Here’s Governor Kasich during his State of State Address:
Republicans and Democrats have long favored sentencing reform. Oh, we didn’t get to this because we were afraid also. Forty-seven percent of our inmates sit in our state prisons for less than a year and they sometimes sit next to hardened criminals. It raises the recidivism rate, costs taxpayers a fortune. Again, to everyone who’s here, 47 percent of people are in that prison for less than a year and we’re sticking them in there next to somebody who’s been a hardened criminal, a murderer, or God knows what else. And then they get out and their lives in too many cases are ruined. It doesn’t even make any sense. And the reason we haven’t changed it is because of fear.
Well, Seitz, you didn’t work with me on the last bill, but you’re going to get some sentencing reform in this budget bill, and –(Applause)
And, Seitz, I have to tell you, if you whine or complain, I’m taking your name off this, okay? It’s wiped out.
But you know what? We need to restrain them in a setting — restrain them in a setting that makes sense. We’ve got to keep the public safe. But think about if we can keep them somewhere where we save money, reduce the recidivism rate and they can be rehabbed and go out and get a job.

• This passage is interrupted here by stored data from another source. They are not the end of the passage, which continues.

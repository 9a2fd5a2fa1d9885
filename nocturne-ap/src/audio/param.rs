//! Scheduled gain automation
//!
//! A [`GainParam`] holds a time-ordered list of automation events measured on
//! the audio clock (seconds). The render path evaluates it once per output
//! frame, so ramps are sample accurate regardless of when the control task
//! happened to run.
//!
//! # Event Semantics
//!
//! - **SetValue**: value jumps to `value` at `time`
//! - **LinearRamp**: value moves linearly from the previous event's value
//!   (at the previous event's time) to `value`, arriving at `time`
//!
//! Events sharing a timestamp keep insertion order; the last one wins.

/// One automation event
#[derive(Debug, Clone, Copy, PartialEq)]
pub enum GainEvent {
    SetValue { value: f32, time: f64 },
    LinearRamp { value: f32, time: f64 },
}

impl GainEvent {
    pub fn time(&self) -> f64 {
        match *self {
            GainEvent::SetValue { time, .. } | GainEvent::LinearRamp { time, .. } => time,
        }
    }

    pub fn value(&self) -> f32 {
        match *self {
            GainEvent::SetValue { value, .. } | GainEvent::LinearRamp { value, .. } => value,
        }
    }
}

/// Gain parameter with scheduled automation
#[derive(Debug, Clone)]
pub struct GainParam {
    default_value: f32,
    events: Vec<GainEvent>,
}

impl GainParam {
    pub fn new(default_value: f32) -> Self {
        Self {
            default_value,
            events: Vec::new(),
        }
    }

    /// Jump to `value` at `time`
    pub fn set_value_at_time(&mut self, value: f32, time: f64) {
        self.insert(GainEvent::SetValue { value, time });
    }

    /// Ramp linearly from the preceding event to `value`, arriving at `time`
    pub fn linear_ramp_to_value_at_time(&mut self, value: f32, time: f64) {
        self.insert(GainEvent::LinearRamp { value, time });
    }

    /// Remove every event at or after `time`
    pub fn cancel_scheduled_values(&mut self, time: f64) {
        self.events.retain(|e| e.time() < time);
    }

    /// Freeze the parameter at its value for `time`, dropping later events.
    ///
    /// A ramp in progress at `time` is truncated so the value reached so far
    /// is kept rather than jumping back to the ramp's starting point.
    pub fn cancel_and_hold_at_time(&mut self, time: f64) {
        let held = self.value_at(time);

        let first_later = self.events.iter().position(|e| e.time() > time);
        match first_later {
            Some(idx) => {
                let spanning = matches!(self.events[idx], GainEvent::LinearRamp { .. });
                self.events.truncate(idx);
                if spanning {
                    self.events.push(GainEvent::LinearRamp { value: held, time });
                } else {
                    self.events.push(GainEvent::SetValue { value: held, time });
                }
            }
            None => self.events.push(GainEvent::SetValue { value: held, time }),
        }
    }

    /// Parameter value at `time`
    pub fn value_at(&self, time: f64) -> f32 {
        // Index of the first event strictly after `time`
        let next = self.events.partition_point(|e| e.time() <= time);

        let (prev_time, prev_value) = match next.checked_sub(1) {
            Some(idx) => (self.events[idx].time(), self.events[idx].value()),
            None => (f64::NEG_INFINITY, self.default_value),
        };

        match self.events.get(next) {
            Some(GainEvent::LinearRamp { value, time: end }) if prev_time.is_finite() => {
                let span = end - prev_time;
                if span <= 0.0 {
                    return *value;
                }
                let progress = ((time - prev_time) / span).clamp(0.0, 1.0) as f32;
                prev_value + (value - prev_value) * progress
            }
            _ => prev_value,
        }
    }

    /// Final value once every scheduled event has played out
    pub fn target_value(&self) -> f32 {
        self.events
            .last()
            .map(|e| e.value())
            .unwrap_or(self.default_value)
    }

    pub fn events(&self) -> &[GainEvent] {
        &self.events
    }

    fn insert(&mut self, event: GainEvent) {
        let idx = self.events.partition_point(|e| e.time() <= event.time());
        self.events.insert(idx, event);
    }
}

impl Default for GainParam {
    fn default() -> Self {
        Self::new(1.0)
    }
}
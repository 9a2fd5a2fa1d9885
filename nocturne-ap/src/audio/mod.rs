//! Audio subsystem
//!
//! - `graph`: the AudioGraph (context, master gain, cache, active source)
//! - `param`: sample-accurate gain automation
//! - `render`: render graph shared with the output callback
//! - `context` / `output`: headless and cpal output contexts
//! - `cache` / `loader` / `fetch` / `decode` / `resampler`: buffer loading

pub mod cache;
pub mod context;
pub mod decode;
pub mod fetch;
pub mod graph;
pub mod loader;
pub mod output;
pub mod param;
pub mod render;
pub mod resampler;
pub mod types;

pub use context::{AudioBackend, AudioContext, ContextState, HeadlessBackend, UnsupportedBackend};
pub use fetch::{FsFetcher, HttpFetcher, SourceFetcher};
pub use graph::{AudioGraph, SourceHandle};
pub use loader::{BufferLoader, FetchDecodeLoader};
pub use output::CpalBackend;
pub use param::{GainEvent, GainParam};
pub use types::{AudioFrame, DecodedBuffer, NodeId};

Bill Seitz has pushed for two straight budgets for criminal sentencing reform that would, among other things, get rid of Ohio’s nonsensical disparity in treatment of powder cocaine and crack cocaine possession. A disparity that results in harsher sentences overwhelmingly for African-Americans that has no rational basis to exist.
Well, today the House Republicans unveiled their substitute bill to the Governor’s budget. Sentencing reform was totally removed.
Will Governor Kasich push back? Will the Senate? Or is this just further payback to Bill Seitz for so vocally opposing Senate Bill 5?